First thing to get straight: a non-static member function is essentially just like any other function, but has an implicit parameter called this
which is a pointer to the object that the member function was called on. That is, calling foo.bar()
can be thought of as similar to calling bar(&foo)
, where the first parameter is called this
.
Now, in your first case, if you do some_box.getVolume()
, it will calculate the volume of some_box
, since a pointer to some_box
is passed as this
.
In your second case, you have exactly the same function, but you have introduced an unused parameter box
. Since you’re not using it, it’s completely pointless. It would mean that you would have to pass a pointer to a box
every time you called getVolume
, yet that pointer wouldn’t be used at all. That is, you’d have to call either some_box.getVolume(&some_box)
or some_box.getVolume(&another_box)
.
Now you could change every this
inside the second function to box
and then you would be working out the volume of the box
that was passed via the pointer parameter. That is, some_box.getVolume(&another_box)
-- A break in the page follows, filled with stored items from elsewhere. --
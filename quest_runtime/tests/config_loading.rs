use std::io::Write;
use std::path::Path;

use quest_runtime::{DistanceUnit, QuestConfig, QuestError, QuestSubsystem};
use tempfile::NamedTempFile;

fn write_config(content: &str) -> NamedTempFile {
    let mut file = NamedTempFile::new().expect("create temp file");
    file.write_all(content.as_bytes()).expect("write config");
    file
}

#[test]
fn test_subsystem_from_config_file() {
    let file = write_config(
        r#"
max_signals_per_pump = 50
max_sub_quest_attempts_cap = 4

[distance]
display_unit = "Kilometers"
"#,
    );

    let subsystem = QuestSubsystem::from_config_file(file.path()).expect("load config");
    let config = subsystem.config();
    assert_eq!(config.max_signals_per_pump, 50);
    assert_eq!(config.max_sub_quest_attempts_cap, 4);
    assert_eq!(config.quest_screen_z_order, 10);
    assert_eq!(config.distance.display_unit, DistanceUnit::Kilometers);
    assert!((config.distance.to_display(250_000.0) - 2.5).abs() < 1e-4);
}

#[test]
fn test_missing_file() {
    let err = QuestSubsystem::from_config_file(Path::new("/nonexistent/quests.toml"))
        .expect_err("missing file should fail");
    assert!(matches!(err, QuestError::ConfigNotFound(_)));
}

#[test]
fn test_malformed_and_invalid_values() {
    let file = write_config("max_signals_per_pump = \"lots\"");
    let err = QuestConfig::load(file.path()).expect_err("type mismatch");
    assert!(matches!(err, QuestError::Config(_)));

    let file = write_config("max_quest_restarts_per_pump = 0");
    let err = QuestConfig::load(file.path()).expect_err("zero restarts");
    assert!(matches!(err, QuestError::InvalidConfig(_)));

    let file = write_config("max_signals_per_pump = 0");
    let err = QuestConfig::load(file.path()).expect_err("zero limit");
    assert!(matches!(err, QuestError::InvalidConfig(_)));
}
//! Sequence objective - fans out to a chain of child objectives and reduces
//! their outcomes to a single completion or failure.
//!
//! Children are found by following the node's sequence pin and then each
//! child's first execution output, the same single-chain walk the quest main
//! line uses. Sequential mode runs them one at a time; parallel mode runs
//! them all at once and finishes when none is outstanding.

use std::collections::HashSet;
use std::time::Duration;

use quest_graph::{FailureResponse, NodeId, PinCategory, SequenceMode};
use tracing::{debug, info, warn};

use crate::objective::{
    Listener, Objective, ObjectiveContext, ObjectiveRuntime, ObjectiveSignal, SignalKind,
};

pub struct SequenceObjective {
    mode: SequenceMode,
    children: Vec<ObjectiveRuntime>,
    next_index: usize,
    completed: usize,
    failed: usize,
    outcome: Option<bool>,
    tracked: bool,
}

impl SequenceObjective {
    pub fn new(mode: SequenceMode) -> Self {
        Self {
            mode,
            children: Vec::new(),
            next_index: 0,
            completed: 0,
            failed: 0,
            outcome: None,
            tracked: false,
        }
    }

    pub fn mode(&self) -> SequenceMode {
        self.mode
    }

    /// Children currently running.
    pub fn active_children(&self) -> Vec<&ObjectiveRuntime> {
        self.children.iter().filter(|c| c.is_bound()).collect()
    }

    pub fn completed_children(&self) -> Vec<&ObjectiveRuntime> {
        self.children.iter().filter(|c| c.is_completed()).collect()
    }

    /// Completed children over total children.
    pub fn sequence_progress(&self) -> f32 {
        if self.children.is_empty() {
            return if self.outcome == Some(true) { 1.0 } else { 0.0 };
        }
        self.completed as f32 / self.children.len() as f32
    }

    pub fn is_sequence_complete(&self) -> bool {
        self.outcome == Some(true)
    }

    fn collect_children(ctx: &ObjectiveContext<'_>) -> Vec<NodeId> {
        let graph = &ctx.scope.asset.graph;
        let own = ctx.node_id();
        let mut seen = HashSet::from([own]);
        let mut chain = Vec::new();

        let mut next = graph
            .find_output_by_category(own, &PinCategory::Sequence)
            .and_then(|pin| graph.next_from_pin(pin));
        while let Some(node) = next {
            if !seen.insert(node) {
                warn!(sequence = %own, node = %node, "Sequence chain repeats a node, stopping the walk");
                break;
            }
            chain.push(node);
            next = graph.next_in_chain(node);
        }
        chain
    }

    /// Build a fresh generation of children and start them.
    fn run(&mut self, ctx: &mut ObjectiveContext<'_>) {
        self.release_children(ctx);

        let scope = ctx.scope;
        let graph = &scope.asset.graph;
        self.children = Self::collect_children(ctx)
            .into_iter()
            .filter_map(|id| graph.node(id))
            .map(|node| ObjectiveRuntime::new(node, ctx.services.factory.create(node)))
            .collect();
        self.next_index = 0;
        self.completed = 0;
        self.failed = 0;
        self.outcome = None;

        if self.children.is_empty() {
            debug!(sequence = %ctx.id(), "Sequence has no children, completing");
            self.finish(true, ctx);
            return;
        }

        info!(
            sequence = %ctx.id(),
            mode = ?self.mode,
            children = self.children.len(),
            "Starting sequence"
        );
        match self.mode {
            SequenceMode::Sequential => self.start_child(0, ctx),
            SequenceMode::Parallel => {
                for index in 0..self.children.len() {
                    self.start_child(index, ctx);
                }
            }
        }
    }

    fn start_child(&mut self, index: usize, ctx: &mut ObjectiveContext<'_>) {
        let scope = ctx.scope;
        let child = &mut self.children[index];
        child.bind(Listener::Sequence);
        child.execute(scope, ctx.services);
        if self.tracked {
            child.mark_tracked(true, scope, ctx.services);
        }
    }

    fn release_children(&mut self, ctx: &mut ObjectiveContext<'_>) {
        let scope = ctx.scope;
        for child in self.children.iter_mut() {
            child.release(scope, ctx.services);
        }
    }

    fn outstanding(&self) -> usize {
        self.children.iter().filter(|c| !c.is_resolved()).count()
    }

    fn finish(&mut self, success: bool, ctx: &mut ObjectiveContext<'_>) {
        self.outcome = Some(success);
        self.release_children(ctx);
        if success {
            ctx.complete();
        } else {
            ctx.fail();
        }
    }

    fn advance_sequential(&mut self, ctx: &mut ObjectiveContext<'_>) {
        self.next_index += 1;
        if self.next_index < self.children.len() {
            self.start_child(self.next_index, ctx);
        } else {
            self.finish(true, ctx);
        }
    }

    fn on_child_completed(&mut self, index: usize, ctx: &mut ObjectiveContext<'_>) {
        let scope = ctx.scope;
        let child = &mut self.children[index];
        if !child.on_completed(scope, ctx.services) {
            return;
        }
        child.release(scope, ctx.services);
        self.completed += 1;
        debug!(
            sequence = %ctx.id(),
            completed = self.completed,
            total = self.children.len(),
            "Sequence child completed"
        );
        ctx.report_progress(self.completed as f32, self.children.len() as f32);

        match self.mode {
            SequenceMode::Sequential => self.advance_sequential(ctx),
            SequenceMode::Parallel => {
                if self.outstanding() == 0 {
                    self.finish(true, ctx);
                }
            }
        }
    }

    fn on_child_failed(&mut self, index: usize, ctx: &mut ObjectiveContext<'_>) {
        let scope = ctx.scope;
        let child = &mut self.children[index];
        if !child.on_failed(scope, ctx.services) {
            return;
        }
        child.release(scope, ctx.services);
        self.failed += 1;
        let response = scope
            .asset
            .graph
            .node(child.node())
            .map(|n| n.settings.failure_response)
            .unwrap_or_default();
        debug!(sequence = %ctx.id(), response = ?response, "Sequence child failed");

        match response {
            FailureResponse::FailQuest => self.finish(false, ctx),
            FailureResponse::ContinueToNextObjective => match self.mode {
                SequenceMode::Sequential => self.advance_sequential(ctx),
                SequenceMode::Parallel => {
                    if self.outstanding() == 0 {
                        self.finish(self.completed > 0, ctx);
                    }
                }
            },
            FailureResponse::RestartQuest => {
                info!(sequence = %ctx.id(), "Restarting sequence");
                self.run(ctx);
            }
        }
    }
}

impl Objective for SequenceObjective {
    fn execute(&mut self, ctx: &mut ObjectiveContext<'_>) {
        self.run(ctx);
    }

    fn pause(&mut self, ctx: &mut ObjectiveContext<'_>) {
        let scope = ctx.scope;
        for child in self.children.iter_mut().filter(|c| c.is_bound()) {
            child.pause(scope, ctx.services);
        }
    }

    fn resume(&mut self, ctx: &mut ObjectiveContext<'_>) {
        let scope = ctx.scope;
        for child in self.children.iter_mut().filter(|c| c.is_bound()) {
            child.resume(scope, ctx.services);
        }
    }

    fn mark_tracked(&mut self, tracked: bool, ctx: &mut ObjectiveContext<'_>) {
        self.tracked = tracked;
        let scope = ctx.scope;
        for child in self.children.iter_mut().filter(|c| c.is_bound()) {
            child.mark_tracked(tracked, scope, ctx.services);
        }
    }

    fn cleanup(&mut self, ctx: &mut ObjectiveContext<'_>) {
        self.release_children(ctx);
    }

    fn tick(&mut self, dt: Duration, ctx: &mut ObjectiveContext<'_>) {
        let scope = ctx.scope;
        for child in self.children.iter_mut() {
            child.tick(dt, scope, ctx.services);
        }
    }

    fn route_signal(&mut self, signal: &ObjectiveSignal, ctx: &mut ObjectiveContext<'_>) -> bool {
        if let Some(index) = self.children.iter().position(|c| c.id() == signal.source) {
            if self.outcome.is_some() || !self.children[index].accepts(Listener::Sequence) {
                return false;
            }
            match signal.kind {
                SignalKind::Completed => self.on_child_completed(index, ctx),
                SignalKind::Failed => self.on_child_failed(index, ctx),
                SignalKind::Progress { current, max } => {
                    self.children[index].on_progress(current, max)
                }
            }
            return true;
        }

        let scope = ctx.scope;
        self.children
            .iter_mut()
            .any(|child| child.route_signal(signal, scope, ctx.services))
    }

    fn children(&self) -> Vec<&ObjectiveRuntime> {
        self.children.iter().collect()
    }

    fn progress(&self) -> Option<f32> {
        Some(self.sequence_progress())
    }

    fn name(&self) -> &str {
        "Sequence"
    }

    fn description(&self) -> &str {
        "Runs a chain of objectives in order or all at once"
    }

    fn category(&self) -> &str {
        "Flow"
    }
}

impl std::fmt::Debug for SequenceObjective {
    fn fmt(&self, f: &mut std::fmt::Formatter<'_>) -> std::fmt::Result {
        f.debug_struct("SequenceObjective")
            .field("mode", &self.mode)
            .field("children", &self.children.len())
            .field("completed", &self.completed)
            .field("failed", &self.failed)
            .field("outcome", &self.outcome)
            .finish()
    }
}
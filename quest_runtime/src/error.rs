use quest_graph::{GraphError, QuestAssetId};
use thiserror::Error;

#[derive(Debug, Error)]
pub enum QuestError {
    #[error("config not found: {0}")]
    ConfigNotFound(String),

    #[error("config error: {0}")]
    Config(String),

    #[error("invalid config: {0}")]
    InvalidConfig(String),

    #[error("graph error: {0}")]
    Graph(#[from] GraphError),

    #[error("unknown quest asset: {0}")]
    UnknownAsset(QuestAssetId),
}

pub type Result<T> = std::result::Result<T, QuestError>;
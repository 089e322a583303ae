//! Leaf objective kinds shipped with the runtime.

use std::time::Duration;

use quest_graph::WaitSettings;

use super::{Objective, ObjectiveContext};

/// Launch marker. Completes as soon as it runs.
#[derive(Debug, Default)]
pub struct EntryObjective;

impl Objective for EntryObjective {
    fn execute(&mut self, ctx: &mut ObjectiveContext<'_>) {
        ctx.complete();
    }

    fn is_cosmetic(&self) -> bool {
        true
    }

    fn name(&self) -> &str {
        "Launch"
    }
}

/// Waits for the host to complete or fail it through the subsystem.
#[derive(Debug, Default)]
pub struct ExternalObjective;

impl Objective for ExternalObjective {
    fn execute(&mut self, _ctx: &mut ObjectiveContext<'_>) {}

    fn name(&self) -> &str {
        "External"
    }
}

/// Completes after a fixed amount of host time.
#[derive(Debug)]
pub struct WaitObjective {
    settings: WaitSettings,
    elapsed_secs: f32,
    since_report_secs: f32,
    report_interval_secs: Option<f32>,
    running: bool,
    ui_hidden: bool,
}

impl WaitObjective {
    pub fn new(settings: WaitSettings) -> Self {
        Self {
            settings,
            elapsed_secs: 0.0,
            since_report_secs: 0.0,
            report_interval_secs: None,
            running: false,
            ui_hidden: false,
        }
    }

    pub fn elapsed_secs(&self) -> f32 {
        self.elapsed_secs
    }

    pub fn remaining_secs(&self) -> f32 {
        (self.settings.duration_secs - self.elapsed_secs).max(0.0)
    }

    pub fn is_running(&self) -> bool {
        self.running
    }

    fn restore_ui(&mut self, ctx: &mut ObjectiveContext<'_>) {
        if self.ui_hidden {
            self.ui_hidden = false;
            ctx.set_ui_visible(true);
        }
    }
}

impl Objective for WaitObjective {
    fn execute(&mut self, ctx: &mut ObjectiveContext<'_>) {
        self.elapsed_secs = 0.0;
        self.since_report_secs = 0.0;

        if self.settings.duration_secs <= 0.0 {
            self.running = false;
            ctx.complete();
            return;
        }

        let wants_tracker = ctx
            .node()
            .is_some_and(|n| n.settings.generate_progress_tracker);
        self.report_interval_secs = self.settings.progress_interval_secs.or_else(|| {
            wants_tracker.then(|| ctx.config().default_wait_progress_interval_secs)
        });

        if !self.settings.keep_ui_displayed {
            self.ui_hidden = true;
            ctx.set_ui_visible(false);
        }
        self.running = true;
    }

    fn tick(&mut self, dt: Duration, ctx: &mut ObjectiveContext<'_>) {
        if !self.running {
            return;
        }
        let step = dt.as_secs_f32();
        self.elapsed_secs += step;
        self.since_report_secs += step;

        if self.elapsed_secs >= self.settings.duration_secs {
            self.running = false;
            self.restore_ui(ctx);
            if self.report_interval_secs.is_some() {
                ctx.report_progress(self.settings.duration_secs, self.settings.duration_secs);
            }
            ctx.complete();
            return;
        }

        if let Some(interval) = self.report_interval_secs {
            if self.since_report_secs >= interval {
                self.since_report_secs = 0.0;
                ctx.report_progress(self.elapsed_secs, self.settings.duration_secs);
            }
        }
    }

    fn cleanup(&mut self, ctx: &mut ObjectiveContext<'_>) {
        self.running = false;
        self.restore_ui(ctx);
    }

    fn progress(&self) -> Option<f32> {
        if self.settings.duration_secs <= 0.0 {
            return None;
        }
        Some((self.elapsed_secs / self.settings.duration_secs).clamp(0.0, 1.0))
    }

    fn name(&self) -> &str {
        "Wait"
    }

    fn description(&self) -> &str {
        "Waits for a set amount of time"
    }

    fn category(&self) -> &str {
        "Timing"
    }
}
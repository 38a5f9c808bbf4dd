//! Storefront product record.

use rust_decimal::Decimal;
use serde::{Deserialize, Serialize};

use super::catalog::Category;
use super::id::ProductId;

/// A catalog product as shown to customers.
///
/// Products are immutable for the storefront's purposes; the catalog is
/// either a static seed materialized once or a page fetched from the
/// backend. `id` is unique within a catalog.
#[derive(Debug, Clone, PartialEq, Serialize, Deserialize)]
#[serde(rename_all = "camelCase")]
pub struct Product {
    pub id: ProductId,
    pub name: String,
    pub price: Decimal,
    #[serde(default, skip_serializing_if = "Option::is_none")]
    pub original_price: Option<Decimal>,
    /// Ordered image references; the first is the display image.
    pub images: Vec<String>,
    pub category: Category,
    /// Free-form collection tag ("Garden Dreams", "Everyday Luxe", ...).
    pub collection: String,
    pub description: String,
    pub details: Vec<String>,
    pub materials: Vec<String>,
    pub care_instructions: Vec<String>,
    #[serde(default)]
    pub is_new: bool,
    #[serde(default)]
    pub is_bestseller: bool,
    /// Average review rating, 0.0 through 5.0.
    pub rating: f64,
    /// Number of reviews behind the rating.
    pub reviews: u32,
    pub in_stock: bool,
    #[serde(default, skip_serializing_if = "Option::is_none")]
    pub colors: Option<Vec<String>>,
    #[serde(default, skip_serializing_if = "Option::is_none")]
    pub sizes: Option<Vec<String>>,
}

impl Product {
    /// Discount percentage implied by `original_price`, if any.
    #[must_use]
    pub fn discount_percent(&self) -> Option<Decimal> {
        let original = self.original_price?;
        if original <= Decimal::ZERO || original <= self.price {
            return None;
        }
        Some(((original - self.price) / original * Decimal::from(100)).round())
    }
}
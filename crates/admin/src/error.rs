//! Admin console error type.

use daisy_client::{ApiError, StorageError};

/// Errors produced by admin console operations.
///
/// The `Display` form of every variant is user-facing notification text.
#[derive(Debug, thiserror::Error)]
pub enum AdminError {
    /// The backend rejected the request or was unreachable.
    #[error(transparent)]
    Api(#[from] ApiError),

    /// Persisting the session failed.
    #[error(transparent)]
    Storage(#[from] StorageError),

    /// Input rejected before any network call.
    #[error("{0}")]
    Validation(String),

    /// A request payload could not be serialized.
    #[error("Request failed")]
    Payload(#[from] serde_json::Error),

    /// An operation that needs an admin session was called without one.
    #[error("No admin token found")]
    NotAuthenticated,
}
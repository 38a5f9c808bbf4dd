//! Wishlist store.
//!
//! A persisted, set-like collection of liked products keyed by product id.
//! Adding an already-liked product is a no-op, so the no-duplicates
//! invariant is structural. Insertion order is preserved for rendering.

use std::sync::Arc;

use tokio::sync::RwLock;
use tracing::debug;

use daisy_client::{Storage, StorageError, keys};
use daisy_core::{Product, ProductId};

struct WishlistInner {
    storage: Storage,
    items: RwLock<Vec<Product>>,
}

/// Wishlist store handle.
///
/// Cheaply cloneable; all clones share the same list and storage.
#[derive(Clone)]
pub struct WishlistStore {
    inner: Arc<WishlistInner>,
}

impl WishlistStore {
    /// Construct the store, restoring any persisted snapshot.
    pub async fn restore(storage: Storage) -> Self {
        let items: Vec<Product> = storage.get_json(keys::WISHLIST).await.unwrap_or_default();
        if !items.is_empty() {
            debug!(liked = items.len(), "Restored wishlist snapshot");
        }

        Self {
            inner: Arc::new(WishlistInner {
                storage,
                items: RwLock::new(items),
            }),
        }
    }

    /// Add a product. Idempotent: a second add of the same product id
    /// leaves the list unchanged.
    ///
    /// # Errors
    ///
    /// Returns an error if persisting the snapshot fails.
    pub async fn add(&self, product: &Product) -> Result<(), StorageError> {
        let mut items = self.inner.items.write().await;
        if items.iter().any(|item| item.id == product.id) {
            return Ok(());
        }
        items.push(product.clone());
        self.persist(&items).await
    }

    /// Remove a product. Removing an absent product is a no-op.
    ///
    /// # Errors
    ///
    /// Returns an error if persisting the snapshot fails.
    pub async fn remove(&self, product_id: ProductId) -> Result<(), StorageError> {
        let mut items = self.inner.items.write().await;
        let before = items.len();
        items.retain(|item| item.id != product_id);
        if items.len() == before {
            return Ok(());
        }
        self.persist(&items).await
    }

    /// Whether a product is currently liked. Pure query.
    pub async fn contains(&self, product_id: ProductId) -> bool {
        self.inner
            .items
            .read()
            .await
            .iter()
            .any(|item| item.id == product_id)
    }

    /// Empty the wishlist.
    ///
    /// # Errors
    ///
    /// Returns an error if persisting the snapshot fails.
    pub async fn clear(&self) -> Result<(), StorageError> {
        let mut items = self.inner.items.write().await;
        items.clear();
        self.persist(&items).await
    }

    /// Current liked products, in insertion order.
    pub async fn items(&self) -> Vec<Product> {
        self.inner.items.read().await.clone()
    }

    async fn persist(&self, items: &[Product]) -> Result<(), StorageError> {
        self.inner.storage.set_json(keys::WISHLIST, &items).await
    }
}

#[cfg(test)]
#[allow(clippy::unwrap_used)]
mod tests {
    use super::*;
    use daisy_core::Category;
    use rust_decimal::Decimal;

    fn product(id: i32) -> Product {
        Product {
            id: ProductId::new(id),
            name: format!("Piece {id}"),
            price: Decimal::from(100),
            original_price: None,
            images: vec![],
            category: Category::Necklaces,
            collection: "Garden Dreams".to_owned(),
            description: String::new(),
            details: vec![],
            materials: vec![],
            care_instructions: vec![],
            is_new: false,
            is_bestseller: false,
            rating: 4.5,
            reviews: 10,
            in_stock: true,
            colors: None,
            sizes: None,
        }
    }

    #[tokio::test]
    async fn test_add_is_idempotent() {
        let wishlist = WishlistStore::restore(Storage::memory()).await;
        let piece = product(1);

        wishlist.add(&piece).await.unwrap();
        wishlist.add(&piece).await.unwrap();

        assert_eq!(wishlist.items().await.len(), 1);
        assert!(wishlist.contains(piece.id).await);
    }

    #[tokio::test]
    async fn test_remove() {
        let wishlist = WishlistStore::restore(Storage::memory()).await;
        wishlist.add(&product(1)).await.unwrap();
        wishlist.add(&product(2)).await.unwrap();

        wishlist.remove(ProductId::new(1)).await.unwrap();
        assert!(!wishlist.contains(ProductId::new(1)).await);
        assert!(wishlist.contains(ProductId::new(2)).await);

        // Absent removal is a no-op
        wishlist.remove(ProductId::new(1)).await.unwrap();
        assert_eq!(wishlist.items().await.len(), 1);
    }

    #[tokio::test]
    async fn test_clear() {
        let wishlist = WishlistStore::restore(Storage::memory()).await;
        wishlist.add(&product(1)).await.unwrap();
        wishlist.clear().await.unwrap();
        assert!(wishlist.items().await.is_empty());
    }

    #[tokio::test]
    async fn test_snapshot_restores_across_instances() {
        let storage = Storage::memory();
        {
            let wishlist = WishlistStore::restore(storage.clone()).await;
            wishlist.add(&product(3)).await.unwrap();
        }

        let wishlist = WishlistStore::restore(storage).await;
        assert!(wishlist.contains(ProductId::new(3)).await);
    }
}
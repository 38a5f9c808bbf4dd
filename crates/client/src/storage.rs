//! Durable key-value storage.
//!
//! The browser `localStorage` analog: a string-to-string map that survives
//! process restarts. Session identities, tokens, and the cart and wishlist
//! snapshots all live here under the well-known [`keys`].
//!
//! Two backends exist: an in-memory map (tests construct a fresh one per
//! case) and a file-backed map persisted as a JSON object. Writes await a
//! `tokio::fs` flush of the whole snapshot; nothing ever blocks a thread on
//! disk I/O. All writes funnel through one `RwLock`, so the
//! single-writer-per-key discipline holds without any per-key machinery.

use std::collections::HashMap;
use std::path::PathBuf;
use std::sync::Arc;

use serde::Serialize;
use serde::de::DeserializeOwned;
use thiserror::Error;
use tokio::sync::RwLock;
use tracing::warn;

/// Well-known storage keys.
pub mod keys {
    /// Serialized customer identity.
    pub const USER: &str = "daisy-user";
    /// Customer bearer token (opaque string).
    pub const TOKEN: &str = "daisy-token";
    /// Serialized admin identity.
    pub const ADMIN_USER: &str = "admin-user";
    /// Admin bearer token (opaque string).
    pub const ADMIN_TOKEN: &str = "admin-token";
    /// Serialized wishlist snapshot.
    pub const WISHLIST: &str = "daisy-wishlist";
    /// Serialized cart snapshot.
    pub const CART: &str = "daisy-cart";
}

/// Errors that can occur while reading or writing the store.
#[derive(Debug, Error)]
pub enum StorageError {
    /// Underlying file I/O failed.
    #[error("storage I/O error: {0}")]
    Io(#[from] std::io::Error),

    /// A value could not be serialized for storage.
    #[error("storage serialization error: {0}")]
    Serialize(#[from] serde_json::Error),
}

enum Backend {
    Memory,
    File(PathBuf),
}

struct StorageInner {
    backend: Backend,
    map: RwLock<HashMap<String, String>>,
}

/// Durable key-value store handle.
///
/// Cheaply cloneable; all clones share the same map and backend.
#[derive(Clone)]
pub struct Storage {
    inner: Arc<StorageInner>,
}

impl Storage {
    /// Create an in-memory store that forgets everything on drop.
    ///
    /// Intended for tests and ephemeral sessions.
    #[must_use]
    pub fn memory() -> Self {
        Self {
            inner: Arc::new(StorageInner {
                backend: Backend::Memory,
                map: RwLock::new(HashMap::new()),
            }),
        }
    }

    /// Open a file-backed store, loading the existing snapshot if present.
    ///
    /// A missing file starts empty; a corrupt file is treated as empty and
    /// logged, never fatal.
    ///
    /// # Errors
    ///
    /// Returns an error if the file exists but cannot be read.
    pub async fn open(path: impl Into<PathBuf>) -> Result<Self, StorageError> {
        let path = path.into();
        let map = match tokio::fs::read_to_string(&path).await {
            Ok(contents) => match serde_json::from_str::<HashMap<String, String>>(&contents) {
                Ok(map) => map,
                Err(e) => {
                    warn!(path = %path.display(), error = %e, "Corrupt storage snapshot, starting empty");
                    HashMap::new()
                }
            },
            Err(e) if e.kind() == std::io::ErrorKind::NotFound => HashMap::new(),
            Err(e) => return Err(StorageError::Io(e)),
        };

        Ok(Self {
            inner: Arc::new(StorageInner {
                backend: Backend::File(path),
                map: RwLock::new(map),
            }),
        })
    }

    /// Read a raw value.
    pub async fn get(&self, key: &str) -> Option<String> {
        self.inner.map.read().await.get(key).cloned()
    }

    /// Read a JSON-serialized value.
    ///
    /// A value that fails to deserialize is treated as absent (and logged);
    /// stale snapshots must never poison a fresh session.
    pub async fn get_json<T: DeserializeOwned>(&self, key: &str) -> Option<T> {
        let raw = self.get(key).await?;
        match serde_json::from_str(&raw) {
            Ok(value) => Some(value),
            Err(e) => {
                warn!(key, error = %e, "Discarding unreadable storage value");
                None
            }
        }
    }

    /// Write a raw value.
    ///
    /// # Errors
    ///
    /// Returns an error if the snapshot flush fails.
    pub async fn set(&self, key: &str, value: impl Into<String>) -> Result<(), StorageError> {
        let mut map = self.inner.map.write().await;
        map.insert(key.to_owned(), value.into());
        self.flush(&map).await
    }

    /// Write a value as JSON.
    ///
    /// # Errors
    ///
    /// Returns an error if serialization or the snapshot flush fails.
    pub async fn set_json<T: Serialize>(&self, key: &str, value: &T) -> Result<(), StorageError> {
        let raw = serde_json::to_string(value)?;
        self.set(key, raw).await
    }

    /// Remove a key. Removing an absent key is a no-op.
    ///
    /// # Errors
    ///
    /// Returns an error if the snapshot flush fails.
    pub async fn remove(&self, key: &str) -> Result<(), StorageError> {
        let mut map = self.inner.map.write().await;
        if map.remove(key).is_none() {
            return Ok(());
        }
        self.flush(&map).await
    }

    /// Whether a key currently holds a value.
    pub async fn contains(&self, key: &str) -> bool {
        self.inner.map.read().await.contains_key(key)
    }

    /// Persist the whole snapshot. Held under the write lock so file writes
    /// apply in mutation order.
    async fn flush(&self, map: &HashMap<String, String>) -> Result<(), StorageError> {
        match &self.inner.backend {
            Backend::Memory => Ok(()),
            Backend::File(path) => {
                let contents = serde_json::to_string_pretty(map)?;
                tokio::fs::write(path, contents).await?;
                Ok(())
            }
        }
    }
}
would give you the volume of another_box
. But now the implicit this
parameter is unused and pointless! Now you might as well make it either a static member function or just a non-member function.
If you were to do this, you’re basically just mimicking the idea of member functions – instead of an implicit this
parameter, you have an explicit box
parameter. What’s the point? The language feature of member functions is a neater way of doing this.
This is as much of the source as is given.